From: "Maxime Villard" <maxv@netbsd.org>
To: gnats-bugs@gnats.NetBSD.org
Cc:
Subject: PR/55406 CVS commit: src/sys
Date: Thu, 25 Jun 2020 17:01:20 +0000
Module Name: src
Committed By: maxv
Date: Thu Jun 25 17:01:20 UTC 2020
Modified Files:
src/sys/dev/nvmm: files.nvmm nvmm.c
src/sys/modules/nvmm: nvmm.ioconf
Log Message:
Register NVMM as an actual pseudo-device. Without PMF handler, to
explicitly disallow ACPI suspend if NVMM is running.
Should fix PR/55406.
To generate a diff of this commit:
cvs rdiff -u -r1.2 -r1.3 src/sys/dev/nvmm/files.nvmm
cvs rdiff -u -r1.30 -r1.31 src/sys/dev/nvmm/nvmm.c
cvs rdiff -u -r1.1 -r1.2 src/sys/modules/nvmm/nvmm.ioconf
Please note that diffs are not public domain; they are subject to the
copyright notices on the relevant files.
From: Maxime Villard <max@m00nbsd.net>
To: nia <nia@NetBSD.org>, <gnats-bugs@netbsd.org>
Cc: <kern-bug-people@netbsd.org>, <netbsd-bugs@netbsd.org>,
<gnats-admin@netbsd.org>
Subject: Re: kern/55406 (NVMM panic on qemu start on intel)
Date: Thu, 25 Jun 2020 19:06:29 +0200
Should be fixed, please test:
(1) modload nvmm
(2) try to suspend, should fail because nvmm blocks
(3) modunload nvmm
(4) try to suspend, this time should work
(5) resume
(6) modload nvmm
(7) launch vm, should work
From: Maxime Villard <max@m00nbsd.net>
To: nia <nia@NetBSD.org>, <gnats-bugs@netbsd.org>
Cc: <kern-bug-people@netbsd.org>, <netbsd-bugs@netbsd.org>,
<gnats-admin@netbsd.org>
Subject: Re: kern/55406 (NVMM panic on qemu start on intel)

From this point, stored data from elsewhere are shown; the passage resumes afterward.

//! Profile edit page: name, about and skills, saved in one write.

use leptos::prelude::*;
use leptos_router::NavigateOptions;
use leptos_router::components::A;
use leptos_router::hooks::use_navigate;

use crate::net::profile::{load_profile, save_profile};
use crate::routes::paths;
use crate::state::profile_draft::ProfileDraft;
use crate::state::session::use_session;
use crate::util::config::AppConfig;

#[component]
pub fn ProfileEditPage() -> impl IntoView {
    let config = use_context::<AppConfig>().unwrap_or_default();
    let user = use_session().signed_in_user();
    let navigate = use_navigate();

    let draft = RwSignal::new(ProfileDraft::default());
    let loaded = RwSignal::new(false);

    if let Some(user) = user.clone() {
        let config = config.clone();
        leptos::task::spawn_local(async move {
            match load_profile(&config, &user).await {
                Ok(profile) => {
                    draft.set(ProfileDraft::new(profile));
                    loaded.set(true);
                }
                Err(e) => {
                    log::warn!("profile load failed: {e}");
                    draft.update(|d| d.error = Some(e.user_message()));
                }
            }
        });
    }

    let on_save = move |ev: leptos::ev::SubmitEvent| {
        ev.prevent_default();
        let Some(user) = user.clone() else {
            return;
        };
        // Saving before the load finished would overwrite the stored profile
        // with blanks.
        if !loaded.get_untracked() {
            return;
        }
        let mut started = false;
        draft.update(|d| started = d.begin_save());
        if !started {
            return;
        }
        let config = config.clone();
        let navigate = navigate.clone();
        let profile = draft.with_untracked(|d| d.profile.clone());
        leptos::task::spawn_local(async move {
            match save_profile(&config, &user, &profile).await {
                Ok(()) => {
                    draft.update(|d| d.finish_save(None));
                    navigate(paths::PROFILE, NavigateOptions::default());
                }
                Err(e) => {
                    log::warn!("profile save failed: {e}");
                    draft.update(|d| d.finish_save(Some(e.user_message())));
                }
            }
        });
    };

    let on_skill_key = move |ev: leptos::ev::KeyboardEvent| {
        if ev.key() == "Enter" {
            ev.prevent_default();
            draft.update(|d| {
                d.commit_skill_input();
            });
        }
    };

    view! {
        <section class="profile-edit">
            <h1 class="profile-edit__title">"Edit profile"</h1>

            {move || draft.with(|d| d.error.clone()).map(|msg| view! { <div class="auth-alert" role="alert">{msg}</div> })}

            <form class="profile-edit__form" on:submit=on_save>
                <label class="profile-edit__field">
                    <span>"Name"</span>
                    <input
                        type="text"
                        prop:value=move || draft.with(|d| d.profile.name.clone())
                        on:input=move |ev| draft.update(|d| d.profile.name = event_target_value(&ev))
                    />
                </label>

                <label class="profile-edit__field">
                    <span>"Email"</span>
                    <input type="email" readonly prop:value=move || draft.with(|d| d.profile.email.clone())/>
                </label>

                <label class="profile-edit__field">
                    <span>"About"</span>
                    <textarea
                        rows="4"
                        prop:value=move || draft.with(|d| d.profile.about.clone())
                        on:input=move |ev| draft.update(|d| d.profile.about = event_target_value(&ev))
                    ></textarea>
                </label>

                <div class="profile-edit__field">
                    <span>"Skills"</span>
                    <div class="skill-chips">
                        <For
                            each=move || draft.with(|d| d.profile.skills.clone())
                            key=Clone::clone
                            children=move |skill| {
                                let remove = skill.clone();
                                view! {
                                    <span class="skill-chip">
                                        {skill}
                                        <button
                                            type="button"
                                            class="skill-chip__remove"
                                            aria-label="Remove skill"
                                            on:click=move |_| draft.update(|d| d.remove_skill(&remove))
                                        >
                                            "×"
                                        </button>
                                    </span>
                                }
                            }
                        />
                    </div>
                    <div class="skill-adder">
                        <input
                            class="skill-adder__input"
                            type="text"
                            placeholder="Type a skill and press Enter"
                            prop:value=move || draft.with(|d| d.skill_input.clone())
                            on:input=move |ev| draft.update(|d| d.skill_input = event_target_value(&ev))
                            on:keydown=on_skill_key
                        />
                        <button
                            type="button"
                            class="skill-adder__button"
                            on:click=move |_| draft.update(|d| {
                                d.commit_skill_input();
                            })
                        >
                            "Add"
                        </button>
                    </div>
                    <ul class="skill-suggestions">
                        <For
                            each=move || draft.with(ProfileDraft::suggestions)
                            key=Clone::clone
                            children=move |skill| {
                                let pick = skill.clone();
                                view! {
                                    <li>
                                        <button
                                            type="button"
                                            class="skill-suggestions__item"
                                            on:click=move |_| draft.update(|d| d.select_suggestion(&pick))
                                        >
                                            {skill}
                                        </button>
                                    </li>
                                }
                            }
                        />
                    </ul>
                </div>

                <div class="profile-edit__actions">
                    <button type="submit" class="auth-button" disabled=move || draft.with(|d| d.saving) || !loaded.get()>
                        {move || if draft.with(|d| d.saving) { "Saving..." } else { "Save" }}
                    </button>
                    <A href={paths::PROFILE} {..} class="profile-edit__cancel">"Cancel"</A>
                </div>
            </form>
        </section>
    }
}
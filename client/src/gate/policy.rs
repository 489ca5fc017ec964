//! Gate decision contract.
//!
//! A gate is a policy plus the redirect parameters the router supplies when
//! composing a route. Evaluation is pure: the same token always yields the
//! same decision and the session is never touched.

#[cfg(test)]
#[path = "policy_test.rs"]
mod policy_test;

use std::time::Duration;

use crate::util::config::DEFAULT_REDIRECT_DELAY_MS;

pub const DEFAULT_SIGNED_OUT_MESSAGE: &str = "You must log in first to use this page.";
pub const DEFAULT_SIGNED_IN_MESSAGE: &str = "You are already logged in.";

/// Access policy attached to a route when the route table is built.
#[derive(Clone, Copy, Debug, Default, PartialEq, Eq, Hash)]
pub enum RouteAccess {
    #[default]
    Public,
    AuthRequired,
    AnonymousOnly,
}

impl RouteAccess {
    /// The gate policy for this classification; `None` for public routes.
    pub fn policy(self) -> Option<GatePolicy> {
        match self {
            Self::Public => None,
            Self::AuthRequired => Some(GatePolicy::RequireSession),
            Self::AnonymousOnly => Some(GatePolicy::RequireAnonymous),
        }
    }
}

/// Which session state a gate lets through.
#[derive(Clone, Copy, Debug, PartialEq, Eq, Hash)]
pub enum GatePolicy {
    RequireSession,
    RequireAnonymous,
}

impl GatePolicy {
    fn default_message(self) -> &'static str {
        match self {
            Self::RequireSession => DEFAULT_SIGNED_OUT_MESSAGE,
            Self::RequireAnonymous => DEFAULT_SIGNED_IN_MESSAGE,
        }
    }

    fn allows(self, authenticated: bool) -> bool {
        match self {
            Self::RequireSession => authenticated,
            Self::RequireAnonymous => !authenticated,
        }
    }
}

/// Where to go, how long to wait, and what to show meanwhile.
#[derive(Clone, Debug, PartialEq, Eq)]
pub struct Redirect {
    pub target: String,
    pub delay: Duration,
    pub message: String,
}

/// Outcome of one gate evaluation. The page content itself is rendered by
/// the caller on `Allow`.
#[derive(Clone, Debug, PartialEq, Eq)]
pub enum GateDecision {
    Allow,
    DenyWithRedirect(Redirect),
}

impl GateDecision {
    pub fn is_allow(&self) -> bool {
        matches!(self, Self::Allow)
    }

    pub fn redirect(&self) -> Option<&Redirect> {
        match self {
            Self::Allow => None,
            Self::DenyWithRedirect(redirect) => Some(redirect),
        }
    }
}

/// A configured gate.
#[derive(Clone, Debug, PartialEq, Eq)]
pub struct Gate {
    policy: GatePolicy,
    redirect_path: String,
    delay: Duration,
    denied_message: String,
}

impl Gate {
    pub fn new(policy: GatePolicy, redirect_path: impl Into<String>) -> Self {
        Self {
            policy,
            redirect_path: redirect_path.into(),
            delay: Duration::from_millis(DEFAULT_REDIRECT_DELAY_MS),
            denied_message: policy.default_message().to_owned(),
        }
    }

    /// Gate that lets signed-in users through and sends everyone else to `redirect_path`.
    pub fn require_session(redirect_path: impl Into<String>) -> Self {
        Self::new(GatePolicy::RequireSession, redirect_path)
    }

    /// Gate that lets anonymous users through and sends signed-in users to `redirect_path`.
    pub fn require_anonymous(redirect_path: impl Into<String>) -> Self {
        Self::new(GatePolicy::RequireAnonymous, redirect_path)
    }

    #[must_use]
    pub fn with_delay(mut self, delay: Duration) -> Self {
        self.delay = delay;
        self
    }

    #[must_use]
    pub fn with_message(mut self, message: impl Into<String>) -> Self {
        self.denied_message = message.into();
        self
    }

    pub fn policy(&self) -> GatePolicy {
        self.policy
    }

    pub fn redirect_path(&self) -> &str {
        &self.redirect_path
    }

    pub fn delay(&self) -> Duration {
        self.delay
    }

    /// Decide for a token snapshot. Empty tokens count as absent.
    pub fn evaluate(&self, token: Option<&str>) -> GateDecision {
        let authenticated = token.is_some_and(|t| !t.is_empty());
        if self.policy.allows(authenticated) {
            GateDecision::Allow
        } else {
            GateDecision::DenyWithRedirect(Redirect {
                target: self.redirect_path.clone(),
                delay: self.delay,
                message: self.denied_message.clone(),
            })
        }
    }
}
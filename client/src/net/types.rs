//! Wire DTOs for the identity provider, the job-matching service, and the
//! profile document store.
//!
//! DESIGN
//! ======
//! Field names follow each service's JSON. `SignedInUser`, `JobMatch` and
//! `UserProfile` are the crate-internal shapes pages work with; conversions
//! from the wire shapes live next to them.

#[cfg(test)]
#[path = "types_test.rs"]
mod types_test;

use std::collections::BTreeMap;

use serde::{Deserialize, Serialize};

/// Email/password payload for `accounts:signInWithPassword` and `accounts:signUp`.
#[derive(Clone, Debug, PartialEq, Eq, Serialize)]
#[serde(rename_all = "camelCase")]
pub struct PasswordCredentials {
    pub email: String,
    pub password: String,
    /// Always `true`; the provider only returns an id token when asked.
    pub return_secure_token: bool,
}

impl PasswordCredentials {
    #[must_use]
    pub fn new(email: &str, password: &str) -> Self {
        Self { email: email.to_owned(), password: password.to_owned(), return_secure_token: true }
    }
}

/// Payload for `accounts:update` when setting the display name after sign-up.
#[derive(Clone, Debug, PartialEq, Eq, Serialize)]
#[serde(rename_all = "camelCase")]
pub struct DisplayNameUpdate {
    pub id_token: String,
    pub display_name: String,
    pub return_secure_token: bool,
}

/// Successful sign-in or sign-up response body.
#[derive(Clone, Debug, PartialEq, Eq, Deserialize)]
#[serde(rename_all = "camelCase")]
pub struct IdentityResponse {
    pub id_token: String,
    pub email: String,
    pub local_id: String,
    #[serde(default)]
    pub display_name: Option<String>,
}

/// Error envelope: `{ "error": { "code": 400, "message": "EMAIL_EXISTS" } }`.
#[derive(Clone, Debug, PartialEq, Eq, Deserialize)]
pub struct IdentityErrorBody {
    pub error: IdentityErrorDetail,
}

#[derive(Clone, Debug, PartialEq, Eq, Deserialize)]
pub struct IdentityErrorDetail {
    #[serde(default)]
    pub code: u16,
    pub message: String,
}

/// Credentials persisted by the session signal after a successful auth flow.
#[derive(Clone, Debug, PartialEq, Eq)]
pub struct SignedInUser {
    pub token: String,
    pub email: String,
    pub user_id: String,
}

impl From<IdentityResponse> for SignedInUser {
    fn from(resp: IdentityResponse) -> Self {
        Self { token: resp.id_token, email: resp.email, user_id: resp.local_id }
    }
}

// =============================================================================
// Job matching
// =============================================================================

/// `POST /match-jobs` response body.
#[derive(Clone, Debug, Default, PartialEq, Deserialize)]
pub struct JobMatchResponse {
    #[serde(default)]
    pub top_jobs: Vec<RawJobMatch>,
}

/// One job as the matching service reports it. Optional lists may be
/// missing or `null`.
#[derive(Clone, Debug, Default, PartialEq, Deserialize)]
pub struct RawJobMatch {
    #[serde(default)]
    pub title: String,
    #[serde(default)]
    pub company: String,
    #[serde(default)]
    pub location: String,
    #[serde(default)]
    pub apply_url: Option<String>,
    /// Cosine similarity in `0.0..=1.0`.
    #[serde(default)]
    pub similarity: f64,
    #[serde(default)]
    pub skills: Option<Vec<String>>,
    #[serde(default, rename = "missingSkills")]
    pub missing_skills: Option<Vec<String>>,
    #[serde(default)]
    pub why: Option<String>,
}

/// A recommended job ready for display.
#[derive(Clone, Debug, PartialEq, Eq)]
pub struct JobMatch {
    pub title: String,
    pub company: String,
    pub location: String,
    pub apply_url: Option<String>,
    /// Percentage, `0..=100`.
    pub match_score: u8,
    pub skills: Vec<String>,
    pub missing_skills: Vec<String>,
    pub why: String,
}

/// Similarity as a rounded percentage. Out-of-range and non-finite values clamp.
#[allow(clippy::cast_possible_truncation, clippy::cast_sign_loss)]
pub fn match_percent(similarity: f64) -> u8 {
    if !similarity.is_finite() {
        return 0;
    }
    (similarity * 100.0).round().clamp(0.0, 100.0) as u8
}

impl From<RawJobMatch> for JobMatch {
    fn from(raw: RawJobMatch) -> Self {
        Self {
            title: raw.title,
            company: raw.company,
            location: raw.location,
            apply_url: raw.apply_url.filter(|url| !url.trim().is_empty()),
            match_score: match_percent(raw.similarity),
            skills: raw.skills.unwrap_or_default(),
            missing_skills: raw.missing_skills.unwrap_or_default(),
            why: raw.why.unwrap_or_default(),
        }
    }
}

// =============================================================================
// Profile documents
// =============================================================================

/// A document-store value. Only the string and array variants are used;
/// other variants deserialize as empty and are ignored.
#[derive(Clone, Debug, Default, PartialEq, Eq, Serialize, Deserialize)]
#[serde(rename_all = "camelCase")]
pub struct DocumentValue {
    #[serde(default, skip_serializing_if = "Option::is_none")]
    pub string_value: Option<String>,
    #[serde(default, skip_serializing_if = "Option::is_none")]
    pub array_value: Option<DocumentArray>,
}

#[derive(Clone, Debug, Default, PartialEq, Eq, Serialize, Deserialize)]
pub struct DocumentArray {
    #[serde(default, skip_serializing_if = "Vec::is_empty")]
    pub values: Vec<DocumentValue>,
}

impl DocumentValue {
    fn string(value: &str) -> Self {
        Self { string_value: Some(value.to_owned()), ..Self::default() }
    }

    fn strings(values: &[String]) -> Self {
        Self {
            array_value: Some(DocumentArray { values: values.iter().map(|v| Self::string(v)).collect() }),
            ..Self::default()
        }
    }
}

/// Document body for reads and writes: `{"fields": {...}}`.
#[derive(Clone, Debug, Default, PartialEq, Eq, Serialize, Deserialize)]
pub struct ProfileDocument {
    #[serde(default)]
    pub fields: BTreeMap<String, DocumentValue>,
}

impl ProfileDocument {
    fn text(&self, key: &str) -> String {
        self.fields.get(key).and_then(|v| v.string_value.clone()).unwrap_or_default()
    }

    fn list(&self, key: &str) -> Vec<String> {
        self.fields
            .get(key)
            .and_then(|v| v.array_value.as_ref())
            .map(|array| array.values.iter().filter_map(|v| v.string_value.clone()).collect())
            .unwrap_or_default()
    }
}

/// Document field paths written on save.
pub const PROFILE_FIELDS: [&str; 5] = ["name", "email", "about", "skills", "allSkills"];

/// The `users/{uid}` profile.
#[derive(Clone, Debug, Default, PartialEq, Eq)]
pub struct UserProfile {
    pub name: String,
    pub email: String,
    pub about: String,
    pub skills: Vec<String>,
    /// Every skill the user has ever added; feeds edit suggestions.
    pub all_skills: Vec<String>,
}

impl UserProfile {
    /// Profile created on first visit.
    pub fn initial(email: &str) -> Self {
        Self { name: "User".to_owned(), email: email.to_owned(), ..Self::default() }
    }

    pub fn to_document(&self) -> ProfileDocument {
        let fields = BTreeMap::from([
            ("name".to_owned(), DocumentValue::string(&self.name)),
            ("email".to_owned(), DocumentValue::string(&self.email)),
            ("about".to_owned(), DocumentValue::string(&self.about)),
            ("skills".to_owned(), DocumentValue::strings(&self.skills)),
            ("allSkills".to_owned(), DocumentValue::strings(&self.all_skills)),
        ]);
        ProfileDocument { fields }
    }
}

impl From<&ProfileDocument> for UserProfile {
    fn from(doc: &ProfileDocument) -> Self {
        Self {
            name: doc.text("name"),
            email: doc.text("email"),
            about: doc.text("about"),
            skills: doc.list("skills"),
            all_skills: doc.list("allSkills"),
        }
    }
}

Date: Sun, 12 Jul 2020 11:56:43 +0200
Le 25/06/2020 à 19:06, Maxime Villard a écrit :
> Should be fixed, please test:
>
> (1) modload nvmm
> (2) try to suspend, should fail because nvmm blocks
> (3) modunload nvmm
> (4) try to suspend, this time should work
> (5) resume
> (6) modload nvmm
> (7) launch vm, should work
ping? waiting for feedback before pullup-9
also I have other fixes in the pipeline
From: nia <nia@NetBSD.org>
To: gnats-bugs@netbsd.org
Cc: kern-bug-people@netbsd.org, gnats-admin@netbsd.org,
netbsd-bugs@netbsd.org, nia@pkgsrc.org
Subject: Re: kern/55406 (NVMM panic on qemu start on intel)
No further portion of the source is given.